(PROBLEM TO SOLVE): Take each line in the entries below that holds "warn" and show it.

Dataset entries
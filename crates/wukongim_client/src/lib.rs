//! # WuKongIM Client
//!
//! Blocking server-side SDK for the WuKongIM REST API.
//!
//! This crate provides:
//! - The `Client` facade with one method per backend operation
//! - Channel message paging with sequence cursors
//! - Offline command message sync with a monotone ack ledger
//! - Versioned incremental conversation sync with last-writer-wins merge
//! - A pluggable HTTP transport (`HttpClient`), reqwest by default
//!
//! ## Architecture
//!
//! Every call follows the same path:
//! 1. Check the client is configured (fails locally otherwise)
//! 2. Validate cursor arguments (fails locally otherwise)
//! 3. Build the wire request
//! 4. Execute it through the transport
//! 5. Normalize the outcome into one of four error kinds
//!
//! ## Key Invariants
//!
//! - No network call happens for a precondition failure
//! - Cursors never advance on failure
//! - Acks never move the offline cursor backward
//! - Conversation merge is keyed on `last_msg_seq`, never on wall-clock time

#![deny(unsafe_code)]
#![warn(missing_docs)]
#![warn(clippy::unwrap_used, clippy::expect_used, clippy::panic)]

mod ack;
mod client;
mod config;
mod cursor;
mod error;
mod http;
mod normalize;
mod state;
mod transport;

pub use ack::{AckOutcome, AckStore, MemoryAckStore};
pub use client::Client;
pub use config::ClientConfig;
pub use cursor::{MessagePage, MessageSyncCursor, DEFAULT_SYNC_LIMIT};
pub use error::{ClientError, ClientResult, PreconditionError};
pub use http::ReqwestHttpClient;
pub use normalize::{decode_body, normalize_outcome};
pub use state::{ConversationState, MergeReport};
pub use transport::{HttpClient, HttpResponse, MockHttpClient};

pub use wukongim_protocol as protocol;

(ANSWER FOR THIS EXERCISE):
#![warn(missing_docs)]
#![warn(clippy::unwrap_used, clippy::expect_used, clippy::panic)]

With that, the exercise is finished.